THE PROBLEM >>
Without skipping anything, transcribe the listing that follows.

AVAILABLE RECORDS >>
*** Begin section ***

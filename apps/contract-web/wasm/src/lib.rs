use contract_engine::{Engine, EngineConfig};
use shared_types::{Section, SectionId};
use wasm_bindgen::prelude::*;

pub mod outline_panel;

pub use outline_panel::{OutlinePanel, VisibleEntry};

/// Parse raw text and return the `{ tree, terms, issues, placeholders }` JSON
#[wasm_bindgen]
pub fn parse_document(raw: &str) -> Result<String, JsValue> {
    console_error_panic_hook::set_once();
    parse_to_json(raw, None).map_err(|e| JsValue::from_str(&e))
}

/// Parse with vocabularies overridden by a TOML config
#[wasm_bindgen]
pub fn parse_document_with_config(raw: &str, config_toml: &str) -> Result<String, JsValue> {
    console_error_panic_hook::set_once();
    parse_to_json(raw, Some(config_toml)).map_err(|e| JsValue::from_str(&e))
}

/// Replace one section's text and return the new raw document.
/// The caller re-parses the result.
#[wasm_bindgen]
pub fn serialize_section(tree_json: &str, section_id: &str, content: &str) -> Result<String, JsValue> {
    console_error_panic_hook::set_once();
    serialize_json(tree_json, section_id, content).map_err(|e| JsValue::from_str(&e))
}

/// Text of one section (a heading includes its descendants), for prompt payloads
#[wasm_bindgen]
pub fn extract_section_text(tree_json: &str, section_id: &str) -> Result<String, JsValue> {
    console_error_panic_hook::set_once();
    extract_json(tree_json, section_id).map_err(|e| JsValue::from_str(&e))
}

fn parse_to_json(raw: &str, config_toml: Option<&str>) -> Result<String, String> {
    let engine = match config_toml {
        Some(toml) => Engine::with_config(EngineConfig::from_toml_str(toml).map_err(|e| e.to_string())?),
        None => Engine::default(),
    };
    let result = engine.parse(raw);
    serde_json::to_string(&result).map_err(|e| format!("Failed to encode result: {}", e))
}

fn tree_from_json(tree_json: &str) -> Result<Vec<Section>, String> {
    serde_json::from_str(tree_json).map_err(|e| format!("Failed to parse tree: {}", e))
}

fn serialize_json(tree_json: &str, section_id: &str, content: &str) -> Result<String, String> {
    let tree = tree_from_json(tree_json)?;
    contract_engine::serialize(&tree, &SectionId::from(section_id), content).map_err(|e| e.to_string())
}

fn extract_json(tree_json: &str, section_id: &str) -> Result<String, String> {
    let tree = tree_from_json(tree_json)?;
    contract_engine::extract_section(&tree, &SectionId::from(section_id)).map_err(|e| e.to_string())
}
//! Parse result and its summary report

use crate::outline::Outline;
use serde::{Deserialize, Serialize};
use shared_types::{
    DefinedTerm, Issue, Placeholder, RiskLevel, Section, SectionType, Severity,
};

/// Everything derived from one raw text. Empty collections mean "none found".
#[derive(Debug, Clone, Default, PartialEq, Eq, Serialize, Deserialize)]
#[serde(rename_all = "camelCase")]
pub struct ParseResult {
    pub tree: Vec<Section>,
    pub terms: Vec<DefinedTerm>,
    pub issues: Vec<Issue>,
    #[serde(default)]
    pub placeholders: Vec<Placeholder>,
}

/// Overall review status of a document
#[derive(Debug, Clone, Copy, PartialEq, Eq, Serialize, Deserialize)]
#[serde(rename_all = "snake_case")]
pub enum ReviewStatus {
    /// No issues found
    Clean,
    /// Issues found, none of high severity
    NeedsReview,
    /// At least one high-severity issue
    HighRisk,
}

#[derive(Debug, Clone, PartialEq, Eq, Serialize, Deserialize)]
#[serde(rename_all = "camelCase")]
pub struct ParseSummary {
    pub sections: usize,
    pub headings: usize,
    pub paragraphs: usize,
    pub clauses: usize,
    pub signatures: usize,
    pub definitions: usize,
    pub high_risk_clauses: usize,
    pub medium_risk_clauses: usize,
    pub low_risk_clauses: usize,
    pub terms: usize,
    pub unused_terms: usize,
    pub high_issues: usize,
    pub medium_issues: usize,
    pub low_issues: usize,
    pub placeholders: usize,
    pub status: ReviewStatus,
}

impl ParseResult {
    pub fn outline(&self) -> Outline {
        Outline::project(&self.tree)
    }

    pub fn summary(&self) -> ParseSummary {
        let count_type = |t: SectionType| self.tree.iter().filter(|s| s.section_type == t).count();
        let count_risk = |r: RiskLevel| {
            self.tree
                .iter()
                .filter(|s| s.metadata.risk_level == Some(r))
                .count()
        };
        let count_severity = |sev: Severity| self.issues.iter().filter(|i| i.severity == sev).count();

        let high_issues = count_severity(Severity::High);
        let status = if self.issues.is_empty() {
            ReviewStatus::Clean
        } else if high_issues > 0 {
            ReviewStatus::HighRisk
        } else {
            ReviewStatus::NeedsReview
        };

        ParseSummary {
            sections: self.tree.len(),
            headings: count_type(SectionType::Heading),
            paragraphs: count_type(SectionType::Paragraph),
            clauses: count_type(SectionType::Clause),
            signatures: count_type(SectionType::Signature),
            definitions: count_type(SectionType::Definition),
            high_risk_clauses: count_risk(RiskLevel::High),
            medium_risk_clauses: count_risk(RiskLevel::Medium),
            low_risk_clauses: count_risk(RiskLevel::Low),
            terms: self.terms.len(),
            unused_terms: self.terms.iter().filter(|t| t.occurrences.is_empty()).count(),
            high_issues,
            medium_issues: count_severity(Severity::Medium),
            low_issues: count_severity(Severity::Low),
            placeholders: self.placeholders.len(),
            status,
        }
    }

    /// Human-readable report.
    pub fn to_text(&self) -> String {
        let summary = self.summary();
        let mut output = String::new();

        output.push_str("Contract Analysis Report\n");
        output.push_str(&"=".repeat(60));
        output.push_str("\n\n");

        output.push_str(&format!("Status: {:?}\n", summary.status));
        output.push_str(&format!(
            "Sections: {} ({} headings, {} clauses, {} paragraphs, {} definitions, {} signatures)\n",
            summary.sections,
            summary.headings,
            summary.clauses,
            summary.paragraphs,
            summary.definitions,
            summary.signatures
        ));
        output.push_str(&format!(
            "Clause risk: {} high, {} medium, {} low\n",
            summary.high_risk_clauses, summary.medium_risk_clauses, summary.low_risk_clauses
        ));
        output.push_str(&format!(
            "Defined terms: {} ({} unused)\n",
            summary.terms, summary.unused_terms
        ));
        output.push_str(&format!("Placeholders: {}\n\n", summary.placeholders));

        output.push_str("Issues:\n");
        output.push_str(&"-".repeat(40));
        output.push('\n');

        if self.issues.is_empty() {
            output.push_str("No issues found\n");
        }
        for issue in &self.issues {
            let marker = match issue.severity {
                Severity::High => "✗ HIGH",
                Severity::Medium => "⚠ MED ",
                Severity::Low => "- LOW ",
            };
            output.push_str(&format!(
                "{} #{} [{}] {}\n",
                marker, issue.id, issue.section_id, issue.message
            ));
        }

        if !self.terms.is_empty() {
            output.push_str("\nDefined Terms:\n");
            output.push_str(&"-".repeat(40));
            output.push('\n');
            for term in &self.terms {
                output.push_str(&format!(
                    "{} ({} uses): {}\n",
                    term.term,
                    term.occurrences.len(),
                    term.definition
                ));
            }
        }

        if !self.placeholders.is_empty() {
            output.push_str("\nUnfilled Placeholders:\n");
            output.push_str(&"-".repeat(40));
            output.push('\n');
            for placeholder in &self.placeholders {
                output.push_str(&format!(
                    "{} [{}]\n",
                    placeholder.name, placeholder.section_id
                ));
            }
        }

        output
    }
}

*** End section ***

RESPONSE BOX >>
filename apps/contract-web/wasm/src/lib.rs
use contract_engine::{Engine, EngineConfig};
use shared_types::{Section, SectionId};
use wasm_bindgen::prelude::*;

pub mod outline_panel;

pub use outline_panel::{OutlinePanel, VisibleEntry};

/// Parse raw text and return the `{ tree, terms, issues, placeholders }` JSON
#[wasm_bindgen]
pub fn parse_document(raw: &str) -> Result<String, JsValue> {
    console_error_panic_hook::set_once();
    parse_to_json(raw, None).map_err(|e| JsValue::from_str(&e))
}

/// Parse with vocabularies overridden by a TOML config
#[wasm_bindgen]
pub fn parse_document_with_config(raw: &str, config_toml: &str) -> Result<String, JsValue> {
    console_error_panic_hook::set_once();
    parse_to_json(raw, Some(config_toml)).map_err(|e| JsValue::from_str(&e))
}

/// Replace one section's text and return the new raw document.
/// The caller re-parses the result.
#[wasm_bindgen]
pub fn serialize_section(tree_json: &str, section_id: &str, content: &str) -> Result<String, JsValue> {
    console_error_panic_hook::set_once();
    serialize_json(tree_json, section_id, content).map_err(|e| JsValue::from_str(&e))
}

/// Text of one section (a heading includes its descendants), for prompt payloads
#[wasm_bindgen]
pub fn extract_section_text(tree_json: &str, section_id: &str) -> Result<String, JsValue> {
    console_error_panic_hook::set_once();
    extract_json(tree_json, section_id).map_err(|e| JsValue::from_str(&e))
}

fn parse_to_json(raw: &str, config_toml: Option<&str>) -> Result<String, String> {
    let engine = match config_toml {
        Some(toml) => Engine::with_config(EngineConfig::from_toml_str(toml).map_err(|e| e.to_string())?),
        None => Engine::default(),
    };
    let result = engine.parse(raw);
    serde_json::to_string(&result).map_err(|e| format!("Failed to encode result: {}", e))
}

fn tree_from_json(tree_json: &str) -> Result<Vec<Section>, String> {
    serde_json::from_str(tree_json).map_err(|e| format!("Failed to parse tree: {}", e))
}

fn serialize_json(tree_json: &str, section_id: &str, content: &str) -> Result<String, String> {
    let tree = tree_from_json(tree_json)?;
    contract_engine::serialize(&tree, &SectionId::from(section_id), content).map_err(|e| e.to_string())
}

fn extract_json(tree_json: &str, section_id: &str) -> Result<String, String> {
    let tree = tree_from_json(tree_json)?;
    contract_engine::extract_section(&tree, &SectionId::from(section_id)).map_err(|e| e.to_string())
}
//! Parse result and its summary report

use crate::outline::Outline;
use serde::{Deserialize, Serialize};
use shared_types::{
    DefinedTerm, Issue, Placeholder, RiskLevel, Section, SectionType, Severity,
};

/// Everything derived from one raw text. Empty collections mean "none found".
#[derive(Debug, Clone, Default, PartialEq, Eq, Serialize, Deserialize)]
#[serde(rename_all = "camelCase")]
pub struct ParseResult {
    pub tree: Vec<Section>,
    pub terms: Vec<DefinedTerm>,
    pub issues: Vec<Issue>,
    #[serde(default)]
    pub placeholders: Vec<Placeholder>,
}

/// Overall review status of a document
#[derive(Debug, Clone, Copy, PartialEq, Eq, Serialize, Deserialize)]
#[serde(rename_all = "snake_case")]
pub enum ReviewStatus {
    /// No issues found
    Clean,
    /// Issues found, none of high severity
    NeedsReview,
    /// At least one high-severity issue
    HighRisk,
}

#[derive(Debug, Clone, PartialEq, Eq, Serialize, Deserialize)]
#[serde(rename_all = "camelCase")]
pub struct ParseSummary {
    pub sections: usize,
    pub headings: usize,
    pub paragraphs: usize,
    pub clauses: usize,
    pub signatures: usize,
    pub definitions: usize,
    pub high_risk_clauses: usize,
    pub medium_risk_clauses: usize,
    pub low_risk_clauses: usize,
    pub terms: usize,
    pub unused_terms: usize,
    pub high_issues: usize,
    pub medium_issues: usize,
    pub low_issues: usize,
    pub placeholders: usize,
    pub status: ReviewStatus,
}

impl ParseResult {
    pub fn outline(&self) -> Outline {
        Outline::project(&self.tree)
    }

    pub fn summary(&self) -> ParseSummary {
        let count_type = |t: SectionType| self.tree.iter().filter(|s| s.section_type == t).count();
        let count_risk = |r: RiskLevel| {
            self.tree
                .iter()
                .filter(|s| s.metadata.risk_level == Some(r))
                .count()
        };
        let count_severity = |sev: Severity| self.issues.iter().filter(|i| i.severity == sev).count();

        let high_issues = count_severity(Severity::High);
        let status = if self.issues.is_empty() {
            ReviewStatus::Clean
        } else if high_issues > 0 {
            ReviewStatus::HighRisk
        } else {
            ReviewStatus::NeedsReview
        };

        ParseSummary {
            sections: self.tree.len(),
            headings: count_type(SectionType::Heading),
            paragraphs: count_type(SectionType::Paragraph),
            clauses: count_type(SectionType::Clause),
            signatures: count_type(SectionType::Signature),
            definitions: count_type(SectionType::Definition),
            high_risk_clauses: count_risk(RiskLevel::High),
            medium_risk_clauses: count_risk(RiskLevel::Medium),
            low_risk_clauses: count_risk(RiskLevel::Low),
            terms: self.terms.len(),
            unused_terms: self.terms.iter().filter(|t| t.occurrences.is_empty()).count(),
            high_issues,
            medium_issues: count_severity(Severity::Medium),
            low_issues: count_severity(Severity::Low),
            placeholders: self.placeholders.len(),
            status,
        }
    }

    /// Human-readable report.
    pub fn to_text(&self) -> String {
        let summary = self.summary();
        let mut output = String::new();

        output.push_str("Contract Analysis Report\n");
        output.push_str(&"=".repeat(60));
        output.push_str("\n\n");

        output.push_str(&format!("Status: {:?}\n", summary.status));
        output.push_str(&format!(
            "Sections: {} ({} headings, {} clauses, {} paragraphs, {} definitions, {} signatures)\n",
            summary.sections,
            summary.headings,
            summary.clauses,
            summary.paragraphs,
            summary.definitions,
            summary.signatures
        ));
        output.push_str(&format!(
            "Clause risk: {} high, {} medium, {} low\n",
            summary.high_risk_clauses, summary.medium_risk_clauses, summary.low_risk_clauses
        ));
        output.push_str(&format!(
            "Defined terms: {} ({} unused)\n",
            summary.terms, summary.unused_terms
        ));
        output.push_str(&format!("Placeholders: {}\n\n", summary.placeholders));

        output.push_str("Issues:\n");
        output.push_str(&"-".repeat(40));
        output.push('\n');

        if self.issues.is_empty() {
            output.push_str("No issues found\n");
        }
        for issue in &self.issues {
            let marker = match issue.severity {
                Severity::High => "✗ HIGH",
                Severity::Medium => "⚠ MED ",
                Severity::Low => "- LOW ",
            };
            output.push_str(&format!(
                "{} #{} [{}] {}\n",
                marker, issue.id, issue.section_id, issue.message
            ));
        }

        if !self.terms.is_empty() {
            output.push_str("\nDefined Terms:\n");
            output.push_str(&"-".repeat(40));
            output.push('\n');
            for term in &self.terms {
                output.push_str(&format!(
                    "{} ({} uses): {}\n",
                    term.term,
                    term.occurrences.len(),
                    term.definition
                ));
            }
        }

        if !self.placeholders.is_empty() {
            output.push_str("\nUnfilled Placeholders:\n");
            output.push_str(&"-".repeat(40));
            output.push('\n');
            for placeholder in &self.placeholders {
                output.push_str(&format!(
                    "{} [{}]\n",
                    placeholder.name, placeholder.section_id
                ));
            }
        }

        output
    }
}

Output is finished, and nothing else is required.